At the end of July 1945 an ammunition depot exploded at Schönpriesen near Aussig/Elbe.
This explosion was followed by a general persecution of the Germans, mainly carried out by the
members of the Svoboda Army. Many of the Germans, including those of the Schicht works,
were
driven into the river Elbe, shot or killed
by hand-grenades. On July 31, 1945 21 men were brought to Theresienstadt in a closed car,
wearing white bands on their arms with the inscription "Závody Schicht". They were
said
to be "Werewolves" and were stood against the wall the whole afternoon. Shortly before
midnight
we
heard the well-known sounds of blows and screams, of clubs striking on skulls. An acquaintance
of mine later told me that he and other internees had that night had to clear away blood, brains,
teeth and hair and to strew fresh sand in the entrance to the courtyard. I never saw the 21 men
again. I made inquiries in the office: there the men were booked as having arrived dead.
Miss M. W. reports on her internment from May 13, 1945 to October 10, 1946 at Theresienstadt
as follows:
Account of my Internment
in Theresienstadt, Czechoslovakia
from May 13 to October 10, 1946
(by M. W.)
"On May 13, 1945 I was arrested by a party of 20 armed Czechs in Zwettnitz
near Teplitz-Schönau and from there I was taken to the internment camp at
Theresienstadt.
My father and an agricultural apprentice were brought in at the same time as I. Upon our arrival
we were separated and put into cells which were dark and cold. Our apprentice,
a war-invalid, is said to have been killed soon after his arrival; in any case we have not heard of
him since. My father occupied the cell adjoining mine. All twenty cells in that corridor were
intended for solitary confinement; none of them was empty. I was the only woman there, but I
too
was shut in by an iron door with three locks. During the day and even at night I heard the sounds
of ill-treatment. My father was punched so violently by a Czech with a knuckle-duster that I
could
hear him moaning the whole night. The next day a nurse visited him. The same afternoon we
were
supposed to be interrogated and on this occasion I met my father again, but did not recognise
him,
since his garments were tattered and torn and he himself beaten black and blue. Three days later
he was taken away by a Russian officer; he was released by the Russians in February 1946, but
on
his return to Czechoslovakia was again interned until May 1946. I myself remained in solitary
confinement for twelve further days. I, too,
was ill-treated and the small amount of water-soup I was allowed was sometimes thrown in my
face. After these 12 days I was taken by a guard to another building of the fortress. While being
registered, I was badly knocked about and even lost one of my teeth. Together with the wife
of an SS-man I was ordered to hold up a flag and to sing the German national anthem. Then we
had to spit on a bust of Adolf Hitler, saying: "Hitler, you swine, what have you got us into?"; and
then to kiss it with the words: "Thank you for all you have done for us throughout the years!"
After
this I was led away, but
the SS-woman was forced to sit upon an SA-dagger.
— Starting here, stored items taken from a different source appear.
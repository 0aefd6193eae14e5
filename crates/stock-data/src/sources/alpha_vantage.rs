//! Alpha Vantage API client (primary source)

use crate::error::SourceError;
use crate::model::{
    lenient_f64, lenient_string, CompanyInfo, PricePoint, SourceTier, StockRecord, TickerSymbol,
};
use crate::sources::StockSource;
use async_trait::async_trait;
use chrono::NaiveDate;
use governor::clock::DefaultClock;
use governor::state::{InMemoryState, NotKeyed};
use governor::{Quota, RateLimiter};
use reqwest::Client;
use serde_json::{Map, Value};
use std::num::NonZeroU32;
use std::sync::Arc;
use std::time::Duration;
use tracing::{debug, warn};

const PROVIDER: &str = "Alpha Vantage";
const DAILY_SERIES_KEY: &str = "Time Series (Daily)";

/// Top-level keys Alpha Vantage uses to report problems inside a 200 body
const ERROR_KEYS: [&str; 3] = ["Error Message", "Information", "Note"];

type SharedRateLimiter = Arc<RateLimiter<NotKeyed, InMemoryState, DefaultClock>>;

/// Alpha Vantage API client
#[derive(Debug, Clone)]
pub struct AlphaVantageClient {
    client: Client,
    api_key: Option<String>,
    base_url: String,
    rate_limiter: SharedRateLimiter,
}

impl AlphaVantageClient {
    /// Create a client.
    ///
    /// # Arguments
    /// * `api_key` - Alpha Vantage API key; `None` or blank disables the client
    /// * `base_url` - query endpoint
    /// * `rate_limit` - maximum requests per minute
    /// * `timeout` - per-request timeout
    pub fn new(
        api_key: Option<String>,
        base_url: impl Into<String>,
        rate_limit: u32,
        timeout: Duration,
    ) -> Result<Self, SourceError> {
        let quota = Quota::per_minute(NonZeroU32::new(rate_limit).unwrap_or(NonZeroU32::MIN));
        let client = Client::builder().timeout(timeout).build()?;

        Ok(Self {
            client,
            api_key: api_key.filter(|k| !k.trim().is_empty()),
            base_url: base_url.into(),
            rate_limiter: Arc::new(RateLimiter::direct(quota)),
        })
    }

    pub fn has_api_key(&self) -> bool {
        self.api_key.is_some()
    }

    /// Get the full daily time series.
    ///
    /// Returns the "Last Refreshed" value and the price points, newest first.
    pub async fn get_daily(&self, symbol: &str) -> Result<(String, Vec<PricePoint>), SourceError> {
        let data = self
            .get_json(&[
                ("function", "TIME_SERIES_DAILY"),
                ("symbol", symbol),
                ("outputsize", "full"),
            ])
            .await?;

        parse_daily_series(&data)
    }

    /// Get company overview and fundamental data
    pub async fn get_company_overview(&self, symbol: &str) -> Result<CompanyInfo, SourceError> {
        let data = self
            .get_json(&[("function", "OVERVIEW"), ("symbol", symbol)])
            .await?;

        company_info_from_overview(data).ok_or(SourceError::NoData)
    }

    /// Issue one query and return the decoded body.
    ///
    /// Fails without a request when no key is configured or the local rate
    /// limit is exhausted.
    async fn get_json(&self, params: &[(&str, &str)]) -> Result<Value, SourceError> {
        let api_key = self.api_key.as_deref().ok_or(SourceError::MissingApiKey)?;

        if self.rate_limiter.check().is_err() {
            return Err(SourceError::RateLimited {
                provider: PROVIDER.to_string(),
            });
        }

        let response = self
            .client
            .get(&self.base_url)
            .query(params)
            .query(&[("apikey", api_key)])
            .send()
            .await
            .map_err(transport_error)?;

        if !response.status().is_success() {
            return Err(SourceError::Http {
                status: response.status().as_u16(),
            });
        }

        let data: Value = response.json().await.map_err(transport_error)?;
        check_provider_error(&data)?;
        Ok(data)
    }
}

#[async_trait]
impl StockSource for AlphaVantageClient {
    fn tier(&self) -> SourceTier {
        SourceTier::Primary
    }

    fn name(&self) -> &'static str {
        "alphavantage"
    }

    async fn fetch(&self, ticker: &TickerSymbol) -> Result<StockRecord, SourceError> {
        let (last_refreshed, prices) = self.get_daily(ticker.as_str()).await?;

        // The overview is optional enrichment
        let company_info = match self.get_company_overview(ticker.as_str()).await {
            Ok(info) => Some(info),
            Err(e) => {
                debug!(ticker = %ticker, error = %e, "Alpha Vantage overview unavailable");
                None
            }
        };

        Ok(StockRecord::new(
            ticker.clone(),
            SourceTier::Primary,
            last_refreshed,
            prices,
            company_info,
        ))
    }
}

fn transport_error(err: reqwest::Error) -> SourceError {
    if err.is_timeout() {
        SourceError::Timeout
    } else {
        SourceError::Network(err)
    }
}

/// Detect the error and throttling messages Alpha Vantage embeds in
/// successful responses.
pub fn check_provider_error(data: &Value) -> Result<(), SourceError> {
    let Some((key, message)) = ERROR_KEYS
        .iter()
        .find_map(|key| data.get(*key).map(|msg| (*key, msg)))
    else {
        return Ok(());
    };

    let message = message
        .as_str()
        .map_or_else(|| message.to_string(), str::to_string);
    warn!(key, message = %message, "Alpha Vantage returned an error body");

    if key == "Error Message" {
        Err(SourceError::Provider(message))
    } else {
        Err(SourceError::RateLimited {
            provider: PROVIDER.to_string(),
        })
    }
}

/// Map a `TIME_SERIES_DAILY` body to price points, newest first.
pub fn parse_daily_series(data: &Value) -> Result<(String, Vec<PricePoint>), SourceError> {
    let series = data
        .get(DAILY_SERIES_KEY)
        .and_then(Value::as_object)
        .filter(|s| !s.is_empty())
        .ok_or(SourceError::NoData)?;

    let mut prices = series
        .iter()
        .map(|(date, values)| parse_bar(date, values))
        .collect::<Result<Vec<_>, _>>()?;
    prices.sort_by(|a, b| b.date.cmp(&a.date));

    let last_refreshed = data
        .get("Meta Data")
        .and_then(|m| m.get("3. Last Refreshed"))
        .and_then(Value::as_str)
        .unwrap_or_default()
        .to_string();

    Ok((last_refreshed, prices))
}

fn parse_bar(date: &str, values: &Value) -> Result<PricePoint, SourceError> {
    let date = NaiveDate::parse_from_str(date, "%Y-%m-%d")
        .map_err(|e| SourceError::Parse(format!("date {date:?}: {e}")))?;

    Ok(PricePoint {
        date,
        open: field(values, "1. open")?,
        high: field(values, "2. high")?,
        low: field(values, "3. low")?,
        close: field(values, "4. close")?,
        volume: field(values, "5. volume")?,
    })
}

fn field<T: std::str::FromStr>(values: &Value, key: &str) -> Result<T, SourceError> {
    let raw = match values.get(key) {
        Some(Value::String(s)) => s.clone(),
        Some(Value::Number(n)) => n.to_string(),
        _ => return Err(SourceError::Parse(format!("missing field {key:?}"))),
    };
    raw.trim()
        .parse()
        .map_err(|_| SourceError::Parse(format!("field {key:?} has bad value {raw:?}")))
}

/// Map an `OVERVIEW` body to company info.
///
/// Returns `None` unless the body names a symbol; Alpha Vantage answers `{}`
/// for unknown tickers.
pub fn company_info_from_overview(data: Value) -> Option<CompanyInfo> {
    let Value::Object(mut map) = data else {
        return None;
    };
    if !map.contains_key("Symbol") {
        return None;
    }

    let take_str = |map: &mut Map<String, Value>, key: &str| {
        map.remove(key).as_ref().and_then(lenient_string)
    };
    let symbol = take_str(&mut map, "Symbol");
    let name = take_str(&mut map, "Name");
    let description = take_str(&mut map, "Description");
    let exchange = take_str(&mut map, "Exchange");
    let industry = take_str(&mut map, "Industry");
    let sector = take_str(&mut map, "Sector");

    let take_num = |map: &mut Map<String, Value>, key: &str| {
        map.remove(key).as_ref().and_then(lenient_f64)
    };
    let market_capitalization = take_num(&mut map, "MarketCapitalization");
    let pe_ratio = take_num(&mut map, "PERatio");
    let dividend_yield = take_num(&mut map, "DividendYield");

    Some(CompanyInfo {
        symbol,
        name,
        description,
        exchange,
        industry,
        sector,
        market_capitalization,
        pe_ratio,
        dividend_yield,
        extra: map.into_iter().collect(),
    })
}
I heard her screams as a group of men took
me back to my cell, where I had to undress and was again beaten. Since I was covered with
blood,
they brought me water to clean myself and then I was locked up naked in one of the cells. All I
got
was a flag to put my feet on. I had to stand like that in the cell all night long. Next morning I was
given the usual convict's garb and was taken to a cell, where 200 women were already lodged.
That same day I was immediately sent to work, even though I was so beaten up that I could
hardly
move. Together with other women I had to clean the ghetto and to nurse Jews suffering from
typhus. The Russians stationed there molested us constantly during the four days we worked in
the
ghetto at Theresienstadt. The next thing I had to do was agricultural work, since I was used to it;
although it was heavy work, we were given nothing but a pint of thin soup and a small piece of
bread to eat, which had to suffice for the whole day. At night the Russians gave our Czech
guards
spirits or cigarettes and then entered our cells and took away several girls.
I stayed with this labour group until August 12, 1945. That day I was accused of having
murdered
Czechs during the revolution. I was given no opportunity to say a word in my defence and was
sent back to solitary confinement, classified as a mass murderess. I kept demanding to be
confronted with witnesses, but nobody paid any attention to me. From the very first day, for four
weeks, I was chased around the entire yard twenty times each day by a guard of the
Women's Camp, then I had to go to the shower where I was doused with cold water; then, wet as
I was, I had to lie down on a bench, where I received 25 blows each day with a rubber truncheon,
cane, belt or whatever else the guard could find. He was a very young fellow and kept trying to
rape me; but since I resisted he beat me even more, until I collapsed. Then my head was shaved,
and as I only had a blanket that was what I had to sleep on in my cell, on the concrete floor. It
was
hoped that one day I would succumb to these torments. A woman guard would watch all this
with
a smile on her face. A towel was stuffed into my mouth so that the other women in the yard
would
not hear me scream. Nonetheless they all heard it and they also saw how beaten and bloody I
always was when I returned from the shower and was hunted like an animal into my solitary
confinement cell. Often I got nothing to eat all day. The women later told me that I looked like
death warmed over. When I could no longer bear it all, I tried to commit suicide, but I never
succeeded because the guards came by too often. After these four weeks I was assigned as the
only
woman in a group
of SS-men to carry corpses of prisoners, most of whom had died of typhus. While working
the SS-men were often beaten with such violence that they were left lying dead on the ground.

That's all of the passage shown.